[Records for this task]

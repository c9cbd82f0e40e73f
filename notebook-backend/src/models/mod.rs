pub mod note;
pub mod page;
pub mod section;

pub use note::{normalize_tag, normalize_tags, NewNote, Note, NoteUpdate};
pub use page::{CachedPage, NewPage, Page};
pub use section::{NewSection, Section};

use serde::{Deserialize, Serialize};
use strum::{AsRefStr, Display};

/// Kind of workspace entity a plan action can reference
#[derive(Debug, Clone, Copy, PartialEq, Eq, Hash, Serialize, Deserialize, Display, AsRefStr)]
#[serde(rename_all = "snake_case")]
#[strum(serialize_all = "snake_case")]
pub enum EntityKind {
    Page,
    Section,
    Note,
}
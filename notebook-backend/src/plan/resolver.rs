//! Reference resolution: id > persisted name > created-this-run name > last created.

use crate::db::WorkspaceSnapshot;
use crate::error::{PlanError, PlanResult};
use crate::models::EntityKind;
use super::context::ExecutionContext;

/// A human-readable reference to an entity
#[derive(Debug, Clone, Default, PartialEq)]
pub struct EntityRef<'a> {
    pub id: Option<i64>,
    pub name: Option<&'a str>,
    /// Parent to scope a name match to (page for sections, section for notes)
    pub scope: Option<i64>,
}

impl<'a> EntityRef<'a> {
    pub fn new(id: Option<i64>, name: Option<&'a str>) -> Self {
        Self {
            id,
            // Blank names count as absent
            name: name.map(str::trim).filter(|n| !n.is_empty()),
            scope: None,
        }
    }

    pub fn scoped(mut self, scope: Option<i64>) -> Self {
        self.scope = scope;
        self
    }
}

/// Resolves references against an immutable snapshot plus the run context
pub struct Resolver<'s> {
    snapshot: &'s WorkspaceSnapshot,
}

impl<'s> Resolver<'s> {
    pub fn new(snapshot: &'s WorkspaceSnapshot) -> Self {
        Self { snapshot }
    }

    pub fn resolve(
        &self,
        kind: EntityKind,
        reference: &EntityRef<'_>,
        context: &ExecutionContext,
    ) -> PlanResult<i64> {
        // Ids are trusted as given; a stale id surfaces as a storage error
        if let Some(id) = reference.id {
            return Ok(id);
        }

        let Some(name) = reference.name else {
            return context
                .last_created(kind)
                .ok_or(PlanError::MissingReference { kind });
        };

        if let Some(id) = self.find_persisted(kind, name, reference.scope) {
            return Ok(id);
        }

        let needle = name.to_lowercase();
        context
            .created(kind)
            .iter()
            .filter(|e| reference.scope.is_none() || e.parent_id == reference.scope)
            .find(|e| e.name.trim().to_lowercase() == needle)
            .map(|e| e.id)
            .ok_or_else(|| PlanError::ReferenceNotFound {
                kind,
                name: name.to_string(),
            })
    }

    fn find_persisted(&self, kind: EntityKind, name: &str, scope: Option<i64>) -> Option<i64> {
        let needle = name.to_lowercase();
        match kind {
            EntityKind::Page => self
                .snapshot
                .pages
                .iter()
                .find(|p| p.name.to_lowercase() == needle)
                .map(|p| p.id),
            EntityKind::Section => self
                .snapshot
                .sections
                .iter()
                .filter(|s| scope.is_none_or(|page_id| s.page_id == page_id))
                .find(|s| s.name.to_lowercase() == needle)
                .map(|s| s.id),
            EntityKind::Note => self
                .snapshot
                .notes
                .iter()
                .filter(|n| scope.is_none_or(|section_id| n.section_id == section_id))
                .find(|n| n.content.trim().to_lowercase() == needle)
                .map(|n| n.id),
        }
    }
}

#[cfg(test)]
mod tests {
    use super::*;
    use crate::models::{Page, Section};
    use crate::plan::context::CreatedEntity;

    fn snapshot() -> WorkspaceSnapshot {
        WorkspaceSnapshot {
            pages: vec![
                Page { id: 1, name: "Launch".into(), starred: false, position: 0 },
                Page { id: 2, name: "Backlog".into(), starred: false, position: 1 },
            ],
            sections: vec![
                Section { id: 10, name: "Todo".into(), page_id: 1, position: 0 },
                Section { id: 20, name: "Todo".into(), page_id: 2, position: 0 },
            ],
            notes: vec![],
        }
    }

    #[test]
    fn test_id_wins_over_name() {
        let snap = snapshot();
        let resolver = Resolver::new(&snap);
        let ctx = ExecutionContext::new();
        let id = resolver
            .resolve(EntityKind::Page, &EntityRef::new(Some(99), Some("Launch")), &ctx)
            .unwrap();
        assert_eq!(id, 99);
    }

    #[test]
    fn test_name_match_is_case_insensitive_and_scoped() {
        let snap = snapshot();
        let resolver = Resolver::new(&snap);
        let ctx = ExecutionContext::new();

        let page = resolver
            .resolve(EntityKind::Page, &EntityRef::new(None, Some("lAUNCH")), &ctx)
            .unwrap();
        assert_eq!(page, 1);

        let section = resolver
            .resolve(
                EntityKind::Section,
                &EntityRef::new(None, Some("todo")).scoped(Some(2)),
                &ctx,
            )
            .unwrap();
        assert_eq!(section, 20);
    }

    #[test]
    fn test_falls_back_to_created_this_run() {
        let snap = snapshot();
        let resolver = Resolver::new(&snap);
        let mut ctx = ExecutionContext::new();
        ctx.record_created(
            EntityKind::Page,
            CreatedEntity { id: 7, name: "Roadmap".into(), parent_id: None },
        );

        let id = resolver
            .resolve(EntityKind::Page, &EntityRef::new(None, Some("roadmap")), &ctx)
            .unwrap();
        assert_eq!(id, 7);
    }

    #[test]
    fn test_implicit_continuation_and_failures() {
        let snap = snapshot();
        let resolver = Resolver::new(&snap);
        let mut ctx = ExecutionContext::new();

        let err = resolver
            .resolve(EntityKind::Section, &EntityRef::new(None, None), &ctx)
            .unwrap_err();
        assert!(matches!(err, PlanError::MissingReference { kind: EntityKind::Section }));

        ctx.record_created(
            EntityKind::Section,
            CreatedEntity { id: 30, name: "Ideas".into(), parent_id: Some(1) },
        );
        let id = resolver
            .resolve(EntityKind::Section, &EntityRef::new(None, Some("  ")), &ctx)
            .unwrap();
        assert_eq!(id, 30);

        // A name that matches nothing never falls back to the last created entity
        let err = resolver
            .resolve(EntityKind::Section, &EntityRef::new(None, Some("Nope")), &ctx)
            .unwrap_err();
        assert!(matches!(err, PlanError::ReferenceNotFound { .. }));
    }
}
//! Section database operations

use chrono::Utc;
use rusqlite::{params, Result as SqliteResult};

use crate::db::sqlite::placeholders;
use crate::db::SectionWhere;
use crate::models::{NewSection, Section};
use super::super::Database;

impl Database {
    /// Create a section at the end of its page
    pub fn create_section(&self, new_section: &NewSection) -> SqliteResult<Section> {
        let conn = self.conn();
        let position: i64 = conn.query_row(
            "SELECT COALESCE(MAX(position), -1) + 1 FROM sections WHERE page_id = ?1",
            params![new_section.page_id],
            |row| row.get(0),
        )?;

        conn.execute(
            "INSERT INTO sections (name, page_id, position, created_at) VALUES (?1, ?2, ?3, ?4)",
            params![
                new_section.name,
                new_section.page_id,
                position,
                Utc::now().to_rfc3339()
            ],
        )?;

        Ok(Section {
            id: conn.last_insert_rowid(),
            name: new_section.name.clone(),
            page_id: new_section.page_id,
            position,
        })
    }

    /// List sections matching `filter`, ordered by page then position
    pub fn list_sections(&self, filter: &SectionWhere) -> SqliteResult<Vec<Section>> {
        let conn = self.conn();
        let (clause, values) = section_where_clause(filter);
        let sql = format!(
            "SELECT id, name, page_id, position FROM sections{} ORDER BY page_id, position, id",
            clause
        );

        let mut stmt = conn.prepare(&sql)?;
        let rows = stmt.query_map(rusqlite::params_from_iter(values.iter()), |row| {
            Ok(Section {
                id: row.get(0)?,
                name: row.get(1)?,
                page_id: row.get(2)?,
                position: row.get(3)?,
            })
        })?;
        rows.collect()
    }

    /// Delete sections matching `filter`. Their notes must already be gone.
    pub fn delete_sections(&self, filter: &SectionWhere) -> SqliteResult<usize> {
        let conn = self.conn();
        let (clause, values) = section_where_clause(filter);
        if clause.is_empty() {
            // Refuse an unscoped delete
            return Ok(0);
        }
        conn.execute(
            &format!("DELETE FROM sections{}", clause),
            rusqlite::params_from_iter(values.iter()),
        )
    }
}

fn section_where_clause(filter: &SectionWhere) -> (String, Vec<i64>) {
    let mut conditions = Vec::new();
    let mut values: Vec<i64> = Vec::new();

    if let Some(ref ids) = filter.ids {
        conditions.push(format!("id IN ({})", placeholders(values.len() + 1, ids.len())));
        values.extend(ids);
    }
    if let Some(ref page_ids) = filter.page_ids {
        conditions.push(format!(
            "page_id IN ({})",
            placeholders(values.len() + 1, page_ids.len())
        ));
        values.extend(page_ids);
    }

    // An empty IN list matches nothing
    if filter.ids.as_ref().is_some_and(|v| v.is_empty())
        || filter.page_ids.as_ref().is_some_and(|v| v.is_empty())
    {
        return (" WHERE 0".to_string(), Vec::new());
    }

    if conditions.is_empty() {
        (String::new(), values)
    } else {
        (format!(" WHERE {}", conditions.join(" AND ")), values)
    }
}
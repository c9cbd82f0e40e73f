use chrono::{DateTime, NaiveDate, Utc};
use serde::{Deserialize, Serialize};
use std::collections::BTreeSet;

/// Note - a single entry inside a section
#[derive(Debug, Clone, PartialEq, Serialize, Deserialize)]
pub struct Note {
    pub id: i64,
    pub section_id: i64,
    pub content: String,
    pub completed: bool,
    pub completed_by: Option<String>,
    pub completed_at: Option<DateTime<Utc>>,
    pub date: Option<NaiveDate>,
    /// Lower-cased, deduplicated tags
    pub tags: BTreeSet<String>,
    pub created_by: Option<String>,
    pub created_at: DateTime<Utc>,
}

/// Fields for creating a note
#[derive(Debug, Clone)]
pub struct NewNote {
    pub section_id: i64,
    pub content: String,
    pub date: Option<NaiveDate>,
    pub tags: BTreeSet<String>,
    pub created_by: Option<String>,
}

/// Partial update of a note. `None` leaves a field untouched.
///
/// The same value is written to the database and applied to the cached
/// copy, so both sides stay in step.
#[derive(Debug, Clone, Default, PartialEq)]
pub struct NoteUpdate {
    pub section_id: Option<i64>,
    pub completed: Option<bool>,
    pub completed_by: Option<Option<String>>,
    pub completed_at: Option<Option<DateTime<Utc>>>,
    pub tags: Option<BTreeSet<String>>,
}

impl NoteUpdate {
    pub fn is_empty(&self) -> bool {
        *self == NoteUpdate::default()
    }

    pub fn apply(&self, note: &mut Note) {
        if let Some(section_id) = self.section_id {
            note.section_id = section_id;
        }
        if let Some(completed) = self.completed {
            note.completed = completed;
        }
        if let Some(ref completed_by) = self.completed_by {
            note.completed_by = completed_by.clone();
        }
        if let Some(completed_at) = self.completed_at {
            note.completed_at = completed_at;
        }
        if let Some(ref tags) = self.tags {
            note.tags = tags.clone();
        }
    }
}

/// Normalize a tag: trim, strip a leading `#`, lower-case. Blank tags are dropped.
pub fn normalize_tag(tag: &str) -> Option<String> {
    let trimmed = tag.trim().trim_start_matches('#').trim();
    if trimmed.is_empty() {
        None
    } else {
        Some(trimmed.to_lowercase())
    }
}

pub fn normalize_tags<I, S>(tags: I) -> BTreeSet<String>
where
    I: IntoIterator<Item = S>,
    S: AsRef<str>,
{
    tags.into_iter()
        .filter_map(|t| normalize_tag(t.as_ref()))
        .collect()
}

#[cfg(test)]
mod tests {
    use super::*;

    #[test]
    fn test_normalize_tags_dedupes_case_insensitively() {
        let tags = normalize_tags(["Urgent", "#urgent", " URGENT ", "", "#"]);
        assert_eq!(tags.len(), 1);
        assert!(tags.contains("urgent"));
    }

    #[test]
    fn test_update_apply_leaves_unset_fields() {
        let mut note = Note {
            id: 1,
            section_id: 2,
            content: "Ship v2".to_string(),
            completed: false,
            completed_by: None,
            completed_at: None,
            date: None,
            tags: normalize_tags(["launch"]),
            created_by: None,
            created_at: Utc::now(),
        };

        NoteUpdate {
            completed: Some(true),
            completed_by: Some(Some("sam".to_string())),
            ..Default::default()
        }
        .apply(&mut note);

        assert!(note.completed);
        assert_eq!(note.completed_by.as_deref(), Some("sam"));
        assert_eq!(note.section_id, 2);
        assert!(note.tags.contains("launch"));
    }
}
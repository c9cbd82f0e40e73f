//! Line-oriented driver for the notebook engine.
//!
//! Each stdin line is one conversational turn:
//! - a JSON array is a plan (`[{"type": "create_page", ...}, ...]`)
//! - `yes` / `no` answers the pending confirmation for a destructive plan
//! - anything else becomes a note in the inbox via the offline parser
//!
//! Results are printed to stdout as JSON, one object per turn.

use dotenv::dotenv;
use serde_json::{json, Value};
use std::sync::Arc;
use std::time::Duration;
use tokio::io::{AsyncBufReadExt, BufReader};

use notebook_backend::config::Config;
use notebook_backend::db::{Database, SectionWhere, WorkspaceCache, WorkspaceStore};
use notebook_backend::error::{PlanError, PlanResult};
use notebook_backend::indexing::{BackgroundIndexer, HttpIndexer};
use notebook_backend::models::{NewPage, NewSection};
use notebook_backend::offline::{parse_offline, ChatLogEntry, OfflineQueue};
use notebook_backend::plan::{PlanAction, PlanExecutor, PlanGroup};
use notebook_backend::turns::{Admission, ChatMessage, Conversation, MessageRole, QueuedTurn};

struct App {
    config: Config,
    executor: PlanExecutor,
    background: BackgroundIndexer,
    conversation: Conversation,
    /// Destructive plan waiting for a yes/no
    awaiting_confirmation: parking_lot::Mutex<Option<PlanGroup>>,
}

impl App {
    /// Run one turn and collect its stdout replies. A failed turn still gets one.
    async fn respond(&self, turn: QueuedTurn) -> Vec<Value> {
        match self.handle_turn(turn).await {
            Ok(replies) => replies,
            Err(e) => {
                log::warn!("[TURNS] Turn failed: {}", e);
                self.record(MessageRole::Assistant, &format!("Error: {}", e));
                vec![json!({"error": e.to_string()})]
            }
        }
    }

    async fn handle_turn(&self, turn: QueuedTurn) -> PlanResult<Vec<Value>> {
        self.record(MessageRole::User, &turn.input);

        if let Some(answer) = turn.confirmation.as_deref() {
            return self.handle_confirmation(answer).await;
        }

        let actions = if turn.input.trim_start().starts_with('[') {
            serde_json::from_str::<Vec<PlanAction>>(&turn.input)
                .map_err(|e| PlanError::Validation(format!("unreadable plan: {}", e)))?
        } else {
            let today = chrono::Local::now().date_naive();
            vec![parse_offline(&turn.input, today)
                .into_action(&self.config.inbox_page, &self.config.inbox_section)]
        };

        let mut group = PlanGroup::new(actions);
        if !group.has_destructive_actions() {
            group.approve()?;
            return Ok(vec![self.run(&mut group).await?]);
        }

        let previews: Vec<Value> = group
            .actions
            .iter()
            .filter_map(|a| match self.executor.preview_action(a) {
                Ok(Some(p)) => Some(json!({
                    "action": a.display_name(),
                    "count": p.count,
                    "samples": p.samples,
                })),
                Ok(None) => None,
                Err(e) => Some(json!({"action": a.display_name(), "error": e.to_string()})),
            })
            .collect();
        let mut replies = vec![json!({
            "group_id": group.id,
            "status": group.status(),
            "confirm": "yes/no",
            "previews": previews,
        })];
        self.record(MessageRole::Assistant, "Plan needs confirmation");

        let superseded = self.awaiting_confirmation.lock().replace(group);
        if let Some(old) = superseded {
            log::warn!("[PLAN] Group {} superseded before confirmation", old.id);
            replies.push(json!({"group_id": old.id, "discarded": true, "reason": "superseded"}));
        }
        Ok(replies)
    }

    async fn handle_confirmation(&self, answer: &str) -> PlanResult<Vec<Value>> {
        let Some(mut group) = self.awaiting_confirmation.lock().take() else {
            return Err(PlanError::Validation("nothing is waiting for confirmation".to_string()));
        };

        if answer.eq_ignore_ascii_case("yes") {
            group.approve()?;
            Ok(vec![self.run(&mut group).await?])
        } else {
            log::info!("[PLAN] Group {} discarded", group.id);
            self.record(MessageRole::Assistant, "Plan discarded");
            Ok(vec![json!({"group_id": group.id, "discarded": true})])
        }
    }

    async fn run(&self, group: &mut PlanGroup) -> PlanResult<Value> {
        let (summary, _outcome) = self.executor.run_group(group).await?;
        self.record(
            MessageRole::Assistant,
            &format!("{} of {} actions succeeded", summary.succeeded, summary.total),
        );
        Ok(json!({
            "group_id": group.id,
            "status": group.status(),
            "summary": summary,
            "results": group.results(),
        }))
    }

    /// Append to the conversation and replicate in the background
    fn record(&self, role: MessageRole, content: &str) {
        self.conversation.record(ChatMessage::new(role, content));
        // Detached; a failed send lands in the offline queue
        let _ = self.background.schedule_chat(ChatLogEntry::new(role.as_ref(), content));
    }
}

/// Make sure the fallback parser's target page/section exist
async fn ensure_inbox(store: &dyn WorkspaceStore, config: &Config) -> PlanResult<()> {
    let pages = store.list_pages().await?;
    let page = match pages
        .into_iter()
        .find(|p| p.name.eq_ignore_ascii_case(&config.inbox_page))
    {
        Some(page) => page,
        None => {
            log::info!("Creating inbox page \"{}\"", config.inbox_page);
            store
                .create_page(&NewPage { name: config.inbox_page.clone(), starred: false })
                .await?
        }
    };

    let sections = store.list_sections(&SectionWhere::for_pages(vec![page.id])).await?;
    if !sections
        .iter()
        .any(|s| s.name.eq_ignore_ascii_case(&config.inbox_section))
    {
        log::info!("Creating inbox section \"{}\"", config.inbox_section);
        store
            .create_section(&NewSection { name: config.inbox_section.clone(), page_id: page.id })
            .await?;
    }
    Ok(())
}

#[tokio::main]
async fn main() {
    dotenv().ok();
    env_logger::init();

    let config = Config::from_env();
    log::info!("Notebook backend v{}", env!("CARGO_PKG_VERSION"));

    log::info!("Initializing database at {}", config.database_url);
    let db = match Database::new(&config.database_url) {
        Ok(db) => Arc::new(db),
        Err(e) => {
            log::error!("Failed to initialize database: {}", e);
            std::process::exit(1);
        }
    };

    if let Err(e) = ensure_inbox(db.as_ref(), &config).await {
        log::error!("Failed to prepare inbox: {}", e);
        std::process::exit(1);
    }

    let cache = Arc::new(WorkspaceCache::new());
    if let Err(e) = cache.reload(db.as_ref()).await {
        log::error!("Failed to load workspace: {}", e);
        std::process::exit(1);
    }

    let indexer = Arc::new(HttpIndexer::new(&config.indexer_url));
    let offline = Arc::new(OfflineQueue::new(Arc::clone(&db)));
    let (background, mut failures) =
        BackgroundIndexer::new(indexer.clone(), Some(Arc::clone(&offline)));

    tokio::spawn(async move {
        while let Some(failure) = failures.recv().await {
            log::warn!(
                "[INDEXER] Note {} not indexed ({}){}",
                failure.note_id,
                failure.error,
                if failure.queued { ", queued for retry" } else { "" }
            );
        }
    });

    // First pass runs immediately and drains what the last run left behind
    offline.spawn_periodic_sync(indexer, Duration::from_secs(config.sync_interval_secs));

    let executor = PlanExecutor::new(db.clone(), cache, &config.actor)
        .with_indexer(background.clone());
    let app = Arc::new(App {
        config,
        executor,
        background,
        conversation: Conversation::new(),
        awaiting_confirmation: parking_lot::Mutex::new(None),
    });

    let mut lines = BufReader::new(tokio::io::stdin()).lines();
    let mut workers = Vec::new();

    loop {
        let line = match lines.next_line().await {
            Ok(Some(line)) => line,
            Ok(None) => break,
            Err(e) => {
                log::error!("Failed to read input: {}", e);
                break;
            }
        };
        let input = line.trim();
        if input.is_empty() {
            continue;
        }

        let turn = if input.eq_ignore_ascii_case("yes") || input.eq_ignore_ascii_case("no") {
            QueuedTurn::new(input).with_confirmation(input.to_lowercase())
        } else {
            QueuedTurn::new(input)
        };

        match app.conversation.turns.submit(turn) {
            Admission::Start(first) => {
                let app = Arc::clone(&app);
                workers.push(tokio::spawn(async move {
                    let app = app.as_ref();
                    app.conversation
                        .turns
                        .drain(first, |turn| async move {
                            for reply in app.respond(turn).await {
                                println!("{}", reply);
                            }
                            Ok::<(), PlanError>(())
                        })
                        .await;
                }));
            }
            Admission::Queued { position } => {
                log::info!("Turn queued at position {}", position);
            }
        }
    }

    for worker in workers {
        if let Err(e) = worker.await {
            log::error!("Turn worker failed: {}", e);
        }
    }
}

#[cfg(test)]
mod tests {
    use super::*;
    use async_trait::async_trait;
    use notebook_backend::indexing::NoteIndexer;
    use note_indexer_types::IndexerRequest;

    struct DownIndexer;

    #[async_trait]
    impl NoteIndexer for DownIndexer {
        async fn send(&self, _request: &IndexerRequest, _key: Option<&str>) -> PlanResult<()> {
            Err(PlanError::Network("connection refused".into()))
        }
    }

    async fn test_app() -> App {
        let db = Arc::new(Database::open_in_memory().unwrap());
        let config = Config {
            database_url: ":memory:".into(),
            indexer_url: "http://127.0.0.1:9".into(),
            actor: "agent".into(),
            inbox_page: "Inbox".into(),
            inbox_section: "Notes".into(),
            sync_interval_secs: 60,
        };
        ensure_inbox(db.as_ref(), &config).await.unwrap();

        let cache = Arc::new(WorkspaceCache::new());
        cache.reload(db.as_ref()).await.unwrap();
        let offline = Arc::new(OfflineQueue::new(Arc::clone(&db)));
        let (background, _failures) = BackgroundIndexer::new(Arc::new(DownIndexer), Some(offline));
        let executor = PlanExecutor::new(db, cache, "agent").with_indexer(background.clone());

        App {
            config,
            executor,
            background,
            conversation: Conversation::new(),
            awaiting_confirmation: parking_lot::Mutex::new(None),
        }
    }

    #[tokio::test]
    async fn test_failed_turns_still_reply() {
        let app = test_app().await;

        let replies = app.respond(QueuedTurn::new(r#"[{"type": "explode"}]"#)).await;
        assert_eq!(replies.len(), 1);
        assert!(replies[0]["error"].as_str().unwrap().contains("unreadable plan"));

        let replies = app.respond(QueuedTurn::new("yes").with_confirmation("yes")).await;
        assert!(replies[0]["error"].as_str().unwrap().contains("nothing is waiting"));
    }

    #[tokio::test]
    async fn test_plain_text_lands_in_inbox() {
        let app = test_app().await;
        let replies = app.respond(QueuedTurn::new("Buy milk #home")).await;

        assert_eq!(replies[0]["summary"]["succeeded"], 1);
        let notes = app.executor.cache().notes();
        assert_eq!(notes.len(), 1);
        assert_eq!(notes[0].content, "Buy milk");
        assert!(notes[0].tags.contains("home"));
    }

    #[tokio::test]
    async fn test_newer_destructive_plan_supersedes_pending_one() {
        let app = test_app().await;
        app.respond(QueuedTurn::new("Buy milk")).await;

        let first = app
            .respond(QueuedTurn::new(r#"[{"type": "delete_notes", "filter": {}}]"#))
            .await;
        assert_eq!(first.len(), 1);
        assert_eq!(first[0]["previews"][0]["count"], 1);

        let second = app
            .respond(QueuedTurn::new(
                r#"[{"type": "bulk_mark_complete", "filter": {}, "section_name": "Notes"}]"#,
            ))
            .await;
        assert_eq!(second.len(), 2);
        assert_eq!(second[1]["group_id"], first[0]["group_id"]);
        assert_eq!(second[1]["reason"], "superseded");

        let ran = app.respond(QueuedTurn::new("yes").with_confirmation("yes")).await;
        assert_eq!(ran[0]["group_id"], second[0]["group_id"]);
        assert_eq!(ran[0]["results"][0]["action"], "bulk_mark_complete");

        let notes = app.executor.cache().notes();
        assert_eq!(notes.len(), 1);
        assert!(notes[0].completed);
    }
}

[/Records for this task]

• **Task description**
Please write out exactly the lines from the start of the data through the line that contains "section for notes)", both ends included, and nothing else.

• **Task answer**
repository c9cbd82f0e40e73f
filename notebook-backend/src/models/mod.rs
pub mod note;
pub mod page;
pub mod section;

pub use note::{normalize_tag, normalize_tags, NewNote, Note, NoteUpdate};
pub use page::{CachedPage, NewPage, Page};
pub use section::{NewSection, Section};

use serde::{Deserialize, Serialize};
use strum::{AsRefStr, Display};

/// Kind of workspace entity a plan action can reference
#[derive(Debug, Clone, Copy, PartialEq, Eq, Hash, Serialize, Deserialize, Display, AsRefStr)]
#[serde(rename_all = "snake_case")]
#[strum(serialize_all = "snake_case")]
pub enum EntityKind {
    Page,
    Section,
    Note,
}
filename notebook-backend/src/plan/resolver.rs
//! Reference resolution: id > persisted name > created-this-run name > last created.

use crate::db::WorkspaceSnapshot;
use crate::error::{PlanError, PlanResult};
use crate::models::EntityKind;
use super::context::ExecutionContext;

/// A human-readable reference to an entity
#[derive(Debug, Clone, Default, PartialEq)]
pub struct EntityRef<'a> {
    pub id: Option<i64>,
    pub name: Option<&'a str>,
    /// Parent to scope a name match to (page for sections, section for notes)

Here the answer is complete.